Schwab has returned to this theme over the years, yet although he attempts to portray himself as sympathetic towards all that his ruthless ideology has destroyed, he can’t resist coldly emphasizing that there is no turning back.
In a 2017 article posted on the WEF website, he writes:
Since the 1980s, I have drawn attention repeatedly to the deficiencies of neoliberal globalization….
Today, we face a backlash against that system and the elites who are considered to be its unilateral beneficiaries….
[However,] the tendency to resurrect national borders and other obstacles to global interconnectivity overlooks the fact that the world has become a community of shared responsibility. Global cooperation cannot be undone without causing major damage to all involved. We depend on each other when confronting the challenges of pollution, migration, space exploration, terrorism and crime – to name but a few.
Schwab is attempting to put a pretty ribbon around his admitted nation-erasing plans. Adam Posen is not. That is the only essential difference in what these two men have to say.
Far from being a “deficiency” of Klaus Schwab’s internationalist agenda, Posen’s hatred for working-class Americans is in fact a defining element.
Posen was interviewed by Bloomberg Radio in November 2020. He stated:
And there are people frankly who are motivated by evil things like racism and nativism and a lot of which contributes to populism.
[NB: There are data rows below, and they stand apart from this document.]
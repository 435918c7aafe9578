// SPDX-License-Identifier: MIT
// Copyright 2026 Roland Dreier <roland@kernel.org>

//! Data models for the application.

pub mod message;
pub mod nutrition;
pub mod progress;
pub mod schedule;

pub use message::{Button, EventKind, InboundEvent, Keyboard, Reply};
pub use nutrition::{ActivityEntry, DayStatus, Meal, NutritionRecord};
pub use progress::{DailyRecord, DayProgress, UserId};
pub use schedule::{
    resolve_workout_day, short_weekday_label, DayPlan, Exercise, WorkoutDay, WorkoutDayId,
};
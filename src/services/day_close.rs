// SPDX-License-Identifier: MIT
// Copyright 2026 Roland Dreier <roland@rolandd.dev>

//! Day-close evaluation.
//!
//! The rule is presence-based: a day is incomplete if no calories were
//! logged, protein is missing or zero, or nothing was marked on the day's
//! workout or rest checklist. Marks are only counted when they point at an
//! item of the current plan.

use crate::models::nutrition::is_logged_kcal;
use crate::models::{DailyRecord, DayPlan, DayStatus};
use serde::Serialize;
use std::fmt;

/// Category that kept a day from closing as OK.
#[derive(Debug, Clone, Copy, PartialEq, Eq, Serialize)]
#[serde(rename_all = "kebab-case")]
pub enum MissingCategory {
    Calories,
    Protein,
    Workout,
    RestChecklist,
}

impl MissingCategory {
    pub fn as_str(&self) -> &'static str {
        match self {
            MissingCategory::Calories => "calories",
            MissingCategory::Protein => "protein",
            MissingCategory::Workout => "workout",
            MissingCategory::RestChecklist => "rest-checklist",
        }
    }
}

impl fmt::Display for MissingCategory {
    fn fmt(&self, f: &mut fmt::Formatter<'_>) -> fmt::Result {
        f.write_str(self.as_str())
    }
}

/// Outcome of closing a day.
#[derive(Debug, Clone, PartialEq, Eq, Serialize)]
pub struct CloseVerdict {
    pub status: DayStatus,
    pub missing: Vec<MissingCategory>,
}

impl CloseVerdict {
    pub fn is_ok(&self) -> bool {
        self.status == DayStatus::Ok
    }
}

/// Judge a day's record against its plan.
///
/// `plan_items` is the exercise count of the current workout definition, or
/// the rest checklist length on a rest day.
pub fn evaluate(record: &DailyRecord, plan: DayPlan, plan_items: usize) -> CloseVerdict {
    let mut missing = Vec::new();

    if !is_logged_kcal(record.nutrition.intake()) {
        missing.push(MissingCategory::Calories);
    }
    if record.nutrition.protein_grams.unwrap_or(0) == 0 {
        missing.push(MissingCategory::Protein);
    }
    match plan {
        DayPlan::Workout(_) if record.progress.exercises_done(plan_items) == 0 => {
            missing.push(MissingCategory::Workout)
        }
        DayPlan::Rest if record.progress.rest_items_done(plan_items) == 0 => {
            missing.push(MissingCategory::RestChecklist)
        }
        _ => {}
    }

    let status = if missing.is_empty() {
        DayStatus::Ok
    } else {
        DayStatus::Incomplete
    };
    CloseVerdict { status, missing }
}

/// Store a verdict on the record. A later close overwrites an earlier one.
pub fn apply(record: &mut DailyRecord, verdict: &CloseVerdict) {
    record.nutrition.day_status = verdict.status;
    record.nutrition.closed = true;
}
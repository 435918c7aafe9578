// SPDX-License-Identifier: MIT
// Copyright 2026 Roland Dreier <roland@rolandd.dev>

//! Application error types with consistent API responses.

use axum::{
    http::StatusCode,
    response::{IntoResponse, Response},
    Json,
};
use serde::Serialize;

/// Application error type that converts to HTTP responses.
#[derive(Debug, thiserror::Error)]
pub enum AppError {
    /// User-supplied numeric text failed to parse or was negative.
    #[error("Invalid number: {0}")]
    InvalidNumber(String),

    #[error("Index {index} out of range (0..{len})")]
    InvalidIndex { index: usize, len: usize },

    #[error("Date {date} is a {actual} day, not {expected}")]
    DayMismatch {
        date: chrono::NaiveDate,
        expected: String,
        actual: String,
    },

    #[error("External service error: {0}")]
    ExternalService(String),

    #[error("Failed to send message: {0}")]
    SendFailure(String),

    #[error("Resource not found: {0}")]
    NotFound(String),

    #[error("Internal server error: {0}")]
    Internal(#[from] anyhow::Error),
}

impl AppError {
    /// True for rejected toggles that should be acknowledged as a no-op.
    pub fn is_rejected_toggle(&self) -> bool {
        matches!(
            self,
            AppError::InvalidIndex { .. } | AppError::DayMismatch { .. }
        )
    }
}

/// JSON error response body
#[derive(Serialize)]
struct ErrorResponse {
    error: String,
    #[serde(skip_serializing_if = "Option::is_none")]
    details: Option<String>,
}

impl IntoResponse for AppError {
    fn into_response(self) -> Response {
        let (status, error, details) = match &self {
            AppError::InvalidNumber(msg) => (
                StatusCode::UNPROCESSABLE_ENTITY,
                "invalid_number",
                Some(msg.clone()),
            ),
            AppError::InvalidIndex { .. } => (
                StatusCode::UNPROCESSABLE_ENTITY,
                "invalid_index",
                Some(self.to_string()),
            ),
            AppError::DayMismatch { .. } => (
                StatusCode::UNPROCESSABLE_ENTITY,
                "day_mismatch",
                Some(self.to_string()),
            ),
            AppError::ExternalService(msg) => {
                (StatusCode::BAD_GATEWAY, "external_service", Some(msg.clone()))
            }
            AppError::SendFailure(msg) => {
                (StatusCode::BAD_GATEWAY, "send_failure", Some(msg.clone()))
            }
            AppError::NotFound(msg) => (StatusCode::NOT_FOUND, "not_found", Some(msg.clone())),
            AppError::Internal(err) => {
                tracing::error!(error = %err, "Internal server error");
                (StatusCode::INTERNAL_SERVER_ERROR, "internal_error", None)
            }
        };

        let body = ErrorResponse {
            error: error.to_string(),
            details,
        };

        (status, Json(body)).into_response()
    }
}

/// Result type alias for handlers
pub type Result<T> = std::result::Result<T, AppError>;
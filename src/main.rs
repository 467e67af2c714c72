// Main entry point - Dependency injection and server setup
mod application;
mod domain;
mod infrastructure;
mod presentation;

use std::{net::SocketAddr, sync::Arc};

use axum::{routing::get, Router};
use tower_http::trace::TraceLayer;

use crate::application::render_service::RenderService;
use crate::infrastructure::config::load_server_config;
use crate::infrastructure::nightscout_repository::NightscoutRepository;
use crate::presentation::app_state::AppState;
use crate::presentation::handlers::{health_check, render_page};

#[tokio::main]
async fn main() -> anyhow::Result<()> {
    // Initialize tracing
    tracing_subscriber::fmt::init();

    // Load configuration
    let config = load_server_config()?;

    // Create repository (infrastructure layer)
    let repository = Arc::new(NightscoutRepository::new());

    // Create services (application layer)
    let render_service = RenderService::new(repository);

    // Create application state
    let state = Arc::new(AppState {
        render_service,
        nightscout_defaults: config.nightscout,
    });

    // Build router (presentation layer)
    let router = Router::new()
        .route("/", get(render_page))
        .route("/healthz", get(health_check))
        .layer(TraceLayer::new_for_http())
        .with_state(state);

    // Start server
    let addr: SocketAddr = config.server.listen.parse()?;
    tracing::info!("starting glucopanel on {}", addr);

    axum::serve(tokio::net::TcpListener::bind(addr).await?, router).await?;

    Ok(())
}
And so, yes, the same force was there in the U.K. and then the U.S. and I think it has a lot to do with less well-educated white males’ status going down and they get really pissed.
And that’s not some inevitable result of economics. That’s just the reality when you have both technology advancing and justice advancing that their privileged positions start to break down and they get angry. And in our democratic system, they’re allowed to express that anger.
“Globalization needs a human face,” Schwab asserted in yet another op-ed that The Times ran in 1999. What he really meant is that it needed a mask to hide its underlying ugliness.
Instead, it has Adam Posen telling working Americans that fretting about their ability to make a living is a form of “privilege.”
Adam Posen is the true face of globalization. It is not pleasing to behold. But this is what you get when human beings are robbed of their individual dignity and regarded as mere economic units on a planetary chess board.